While several studies have shown that the actions of specific nuclear transcription factors, or the actions of specific regulators of spine plasticity, in NAc control behavioral responses to cocaine, in most instances nuclear and synaptic signal transduction pathways have been studied as discrete events. Here we investigate a potential means through which nuclear to synaptic influences are coordinated to regulate synaptic structural plasticity and associated behavioral adaptations in response to chronic cocaine administration. The nuclear and synaptoneurosomal signal transduction pathway identified in this study is biphasically regulated in a temporal manner after the last cocaine dose, and our findings indicate that this bidirectional regulation contributes to the dynamic spine structural changes that occur at early vs. longer times post-cocaine (Figure 8).

Levels of PDZ-RhoGEF, an activator of the RhoA small GTPase, decrease in the cytoplasm and increase in the nucleus of NAc MSNs 24 hr after the last chronic cocaine dose. This is associated with increased levels of active RhoA in the nucleus, which promotes the formation of F-actin. These actions, in turn, activate the serum response factor (SRF) transcription factor by controlling the localization of the SRF co-activator MAL. MAL is unable to interact with SRF when bound to G-actin, but 24-hr post-cocaine MAL shifts away from G-actin and toward F-actin due to higher RhoA activity, with a resulting increase in MAL-SRF-dependent transcription. This PDZ-RhoGEF-RhoA-actin-MAL-SRF signaling cascade drives Rap1b expression in synaptoneurosomes, where it activates the PI3K-Akt-mTOR pathway. Activation of this pathway drives the formation of thin, immature spines 24-hr post-cocaine. Conversely, the activity of this signaling pathway is reversed 3–4 weeks after cocaine administration and results in the formation of mature, mushroom spines.

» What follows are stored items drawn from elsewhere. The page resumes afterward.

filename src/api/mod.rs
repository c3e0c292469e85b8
pub mod handler;
pub mod middleware;
pub mod server;
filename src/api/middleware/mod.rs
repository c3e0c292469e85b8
use http::request::Parts as ReqParts;
use http::{HeaderValue, Method};
use tower_http::cors::{AllowOrigin, CorsLayer};

/// Builds the CORS layer from the configured origin rule: either `*` or a domain suffix such as
/// `.example.com`.
///
/// Credentials are only allowed for suffix rules; browsers reject them alongside a wildcard
/// origin.
pub fn cors(allow_origins: &str) -> CorsLayer {
    let methods = [
        Method::GET,
        Method::POST,
        Method::PATCH,
        Method::PUT,
        Method::DELETE,
        Method::OPTIONS,
    ];

    if allow_origins == "*" {
        return CorsLayer::new()
            .allow_methods(methods)
            .allow_headers(tower_http::cors::Any)
            .allow_origin(AllowOrigin::any());
    }

    let suffix = allow_origins.to_string();
    CorsLayer::new()
        .allow_methods(methods)
        .allow_headers(tower_http::cors::AllowHeaders::mirror_request())
        .allow_credentials(true)
        .allow_origin(AllowOrigin::predicate(
            move |origin: &HeaderValue, _: &ReqParts| origin_matches(origin, &suffix),
        ))
}

/// Matches the origin's host against a dot-prefixed suffix. `.example.com` admits
/// `https://app.example.com` and `https://example.com`, never `https://evilexample.com`.
fn origin_matches(origin: &HeaderValue, suffix: &str) -> bool {
    let Ok(origin) = origin.to_str() else {
        return false;
    };
    let Some((_, authority)) = origin.split_once("://") else {
        return false;
    };

    let host = match authority.rsplit_once(':') {
        Some((host, port)) if port.chars().all(|c| c.is_ascii_digit()) => host,
        _ => authority,
    };

    let Some(apex) = suffix.strip_prefix('.') else {
        return false;
    };

    host.eq_ignore_ascii_case(apex)
        || host
            .to_ascii_lowercase()
            .ends_with(&suffix.to_ascii_lowercase())
}
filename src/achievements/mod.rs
//! Badge awarding.
//!
//! Each vote runs one evaluation pass over the static catalog. User statistics are fetched
//! lazily and at most once per pass, the caller-owned [`SessionState`] guards against awarding
//! the same badge twice, and persistence is best-effort: a failed write is logged and the award
//! still stands for the user.

pub mod catalog;
pub mod evaluator;
pub mod notify;
pub mod session;

pub use catalog::BadgeCatalog;
pub use evaluator::{AchievementEvaluator, UserSnapshot, VoteContext};
pub use notify::{BadgeNotification, ChannelNotifier};
pub use session::SessionRegistry;
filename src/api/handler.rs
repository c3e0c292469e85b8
use std::sync::Arc;

use axum::Json;
use axum::extract::{Path, Request, State};
use axum::response::{IntoResponse, Response};
use chrono::Utc;
use http::header::AUTHORIZATION;
use http::{HeaderMap, StatusCode};
use serde::{Deserialize, Serialize};
use tracing::instrument;
use uuid::Uuid;

use crate::achievements::{BadgeNotification, UserSnapshot, VoteContext};
use crate::api::server::{AppState, JsonResult, RouteError};
use crate::backend::models::{Choice, NewVote};
use crate::energy::EnergyReading;

#[derive(Debug, Serialize, Deserialize)]
pub struct SessionCreated {
    pub session_id: Uuid,
}

#[derive(Debug, Clone, Serialize, Deserialize)]
pub struct VoteRequest {
    pub dilemma_id: String,
    pub choice: Choice,
    /// Share of voters who agreed with this user, when results are already known
    #[serde(default)]
    pub user_pct: Option<f64>,
}

#[derive(Debug, Serialize)]
pub struct VoteResponse {
    /// Absent for guest votes, which cost nothing
    pub energy: Option<EnergyReading>,
    pub new_badges: Vec<BadgeNotification>,
}

/// Access token from `Authorization: Bearer <token>`; `None` when the header is absent
fn bearer_token(headers: &HeaderMap) -> Result<Option<&str>, RouteError> {
    let Some(value) = headers.get(AUTHORIZATION) else {
        return Ok(None);
    };

    value
        .to_str()
        .ok()
        .and_then(|v| v.strip_prefix("Bearer "))
        .map(str::trim)
        .filter(|token| !token.is_empty())
        .map(Some)
        .ok_or(RouteError::MalformedAuthorization)
}

#[instrument(skip(state, headers))]
pub async fn energy_by_user(
    State(state): State<Arc<AppState>>,
    Path(user_id): Path<String>,
    headers: HeaderMap,
) -> JsonResult<EnergyReading> {
    let profile = match bearer_token(&headers)? {
        Some(token) => state.store.clone().scoped(token)?.get_profile(&user_id).await?,
        None => state.store.get_profile(&user_id).await?,
    };

    Ok(Json(state.energy.read_now(&profile.energy_state())))
}
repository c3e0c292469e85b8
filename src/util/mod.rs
pub mod config;
pub mod telemetry;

Opposing alterations in synaptic structure and function of NAc MSNs are seen at early vs. longer times after the last cocaine dose, such that synaptic weakening as evidenced by de novo thin spine formation is seen at early time points, while increased formation of mushroom spines and associated synaptic strengthening are seen at later time points (Dong and Nestler, 2014; Russo et al., 2010; Shen et al., 2009). Despite the seemingly disparate forms of plasticity occurring early vs. late, the synaptic reconfiguration during this process is a potential example of “metaplasticity” in which the initial formation of new thin spines provides a locus at which subsequent spine maturation can occur (Lee and Dong, 2011). Our findings suggest that Rap1b contributes to the time-dependent bidirectional synaptic structural plasticity during this process, as Rap1b levels are elevated 24-hr post-cocaine and induces de novo thin spine formation, while Rap1b is downregulated at 3–4-week post-cocaine causing spine maturation. While we view the 24 hr vs. 3–4 week differences as reflecting time-dependent changes that occur during cocaine withdrawal, future studies are needed to examine the alternative possibility that these differences reflect delayed effects of prior cocaine administration.

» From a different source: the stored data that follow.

pub const SERVER_PORT: u16 = 3000;

pub const DEFAULT_ENERGY_MAX: u32 = 10;
pub const DEFAULT_ENERGY_REGEN_PER_HOUR: u32 = 10;
pub const MS_PER_HOUR: i64 = 3_600_000;

pub const DEFAULT_SESSION_IDLE_SECS: u64 = 30 * 60;
pub const SESSION_SWEEP_INTERVAL_SECS: u64 = 60;

// percentile bands for the soft badge tracks; 45..=55 counts toward neither
pub const MAJORITY_ABOVE_PCT: f64 = 55.0;
pub const MINORITY_BELOW_PCT: f64 = 45.0;

pub const TRENDSETTER_BADGE: &str = "trendsetter";
pub const TRENDSETTER_PROGRESS: &str = "trendsetter_progress";
pub const BOLD_MOVE_BADGE: &str = "bold_move";
pub const BOLD_MOVE_PROGRESS: &str = "bold_move_progress";

pub const BADGE_SOURCE_ACHIEVEMENT: &str = "achievement";

// BACKEND REST SURFACE
pub const REST_PREFIX: &str = "/rest/v1";
pub const AUTH_USER_PATH: &str = "/auth/v1/user";
pub const TABLE_ACHIEVEMENTS: &str = "achievements";
pub const TABLE_BADGES: &str = "badges";
pub const TABLE_VOTES: &str = "votes";
pub const TABLE_FRIENDSHIPS: &str = "friendships";
pub const TABLE_PROFILES: &str = "profiles";
pub const FRIENDSHIP_ACCEPTED: &str = "accepted";

pub const API_KEY_HEADER: &str = "apikey";
pub const PREFER_HEADER: &str = "Prefer";
pub const PREFER_REPRESENTATION: &str = "return=representation";

// COOKIE REWRITING
pub const SECURE_COOKIE_PREFIX: &str = "__Secure-";
pub const HOST_COOKIE_PREFIX: &str = "__Host-";
pub const PROXY_ROUTE_PREFIX: &str = "/backend";
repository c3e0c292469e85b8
//! Energy regeneration.
//!
//! A user's energy is stored as a point count plus the timestamp at which that count was last
//! authoritative. Nothing ticks on the server: the current value is always rebuilt from those two
//! fields and the wall clock, regenerating linearly at a fixed rate and capped at a maximum.
//! Fractional progress toward the next point is never stored, only recomputed.

use chrono::{DateTime, Duration, Utc};
use serde::{Deserialize, Serialize};
use thiserror::Error;

use crate::constants::{DEFAULT_ENERGY_MAX, DEFAULT_ENERGY_REGEN_PER_HOUR, MS_PER_HOUR};

#[derive(Debug, Clone, Copy, PartialEq, Eq)]
pub struct EnergyModel {
    pub max: u32,
    pub regen_per_hour: u32,
}

/// Stored energy snapshot. Either field may be missing for users who have never spent energy.
#[derive(Debug, Clone, Copy, Default, PartialEq, Eq, Serialize, Deserialize)]
pub struct EnergyState {
    pub current: Option<i64>,
    pub last_update: Option<DateTime<Utc>>,
}

#[derive(Debug, Clone, Copy, PartialEq, Eq, Serialize)]
pub struct EnergyReading {
    pub current: u32,
    pub max: u32,
    pub ms_until_next: u64,
}

impl Default for EnergyModel {
    fn default() -> Self {
        Self::new(DEFAULT_ENERGY_MAX, DEFAULT_ENERGY_REGEN_PER_HOUR)
    }
}

impl EnergyModel {
    pub const fn new(max: u32, regen_per_hour: u32) -> Self {
        Self { max, regen_per_hour }
    }

    #[inline]
    pub fn ms_per_point(&self) -> i64 {
        MS_PER_HOUR / i64::from(self.regen_per_hour.max(1))
    }

    /// Energy available at `now`, always within `[0, max]`
    pub fn compute_energy(
        &self,
        current: Option<i64>,
        last_update: Option<DateTime<Utc>>,
        now: DateTime<Utc>,
    ) -> u32 {
        let (Some(current), Some(last_update)) = (current, last_update) else {
            return self.max;
        };

        let max = i64::from(self.max);
        if current >= max {
            return self.max;
        }

        let current = current.max(0);
        let elapsed_ms = (now - last_update).num_milliseconds();
        if elapsed_ms <= 0 {
            return current as u32;
        }

        let accumulated = elapsed_ms / self.ms_per_point();
        current.saturating_add(accumulated).min(max) as u32
    }

    /// Milliseconds until the next point regenerates, or 0 when already full
    pub fn time_until_next_point(
        &self,
        current: Option<i64>,
        last_update: Option<DateTime<Utc>>,
        now: DateTime<Utc>,
    ) -> u64 {
        if self.compute_energy(current, last_update, now) >= self.max {
            return 0;
        }

        // compute_energy only reports < max when both fields are present
        let Some(last_update) = last_update else {
            return 0;
        };

        let ms_per_point = self.ms_per_point();
        let elapsed_ms = (now - last_update).num_milliseconds().max(0);
        let into_current_point = elapsed_ms % ms_per_point;

        (ms_per_point - into_current_point).max(0) as u64
    }

    pub fn read(&self, state: &EnergyState, now: DateTime<Utc>) -> EnergyReading {
        EnergyReading {
            current: self.compute_energy(state.current, state.last_update, now),
            max: self.max,
            ms_until_next: self.time_until_next_point(state.current, state.last_update, now),
        }
    }

    pub fn read_now(&self, state: &EnergyState) -> EnergyReading {
        self.read(state, Utc::now())
    }

    /// Spends a single point, returning the state to store.
    ///
    /// When the pool is below max at `now`, the new timestamp is the old one advanced by the whole
    /// points already regenerated, which keeps partial progress toward the next point. A pool that
    /// has regenerated to max starts its clock over at `now`.
    pub fn spend(&self, state: &EnergyState, now: DateTime<Utc>) -> EnergyResult<EnergyState> {
        let available = self.compute_energy(state.current, state.last_update, now);
        if available == 0 {
            return Err(EnergyError::Exhausted {
                retry_in_ms: self.time_until_next_point(state.current, state.last_update, now),
            });
        }

        let last_update = match state.last_update {
            Some(last_update) if available < self.max => {
                let elapsed_ms = (now - last_update).num_milliseconds();
                if elapsed_ms <= 0 {
                    last_update
                } else {
                    let regenerated = elapsed_ms / self.ms_per_point();
                    last_update + Duration::milliseconds(regenerated * self.ms_per_point())
                }
            }
            _ => now,
        };

        Ok(EnergyState {
            current: Some(i64::from(available) - 1),
            last_update: Some(last_update),
        })
    }
}

pub type EnergyResult<T> = core::result::Result<T, EnergyError>;

#[derive(Debug, Error, PartialEq, Eq)]
pub enum EnergyError {
    #[error("out of energy, next point in {retry_in_ms}ms")]
    Exhausted { retry_in_ms: u64 },
}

We found that Rap1b overexpression increases active forms of Akt and mTOR in NAc P2 fractions, while the loss of Rap1b in NAc has the opposite effects. Similar to Rap1b, active forms of NAc Akt and mTOR are also biphasically regulated as a function of time after the last cocaine dose, such that their levels are elevated 24-hr post-cocaine and reduced 3–4-week post-cocaine. In addition to alterations in mTOR activity, Rap1b overexpression increases total mTOR levels, and increases in total mTOR are evident 24-hr post-cocaine in self-administering animals, with a reduction seen at the 4 week time point. While Rap1b binds to and activates the upstream Akt-mTOR activator PI3K, the observed alterations in total mTOR suggest that the effects of Rap1b on mTOR signaling are more complex than a simple linear pathway. One complicating factor is that, while total Rap1b levels in the P2 fraction are increased 24-hr post-cocaine and decreased at 3–4-week post-cocaine, it is not clear how strongly the activity of the protein is altered in these instances. Insight into this question will require techniques to reliably measure Rap1b activity in dendritic spines.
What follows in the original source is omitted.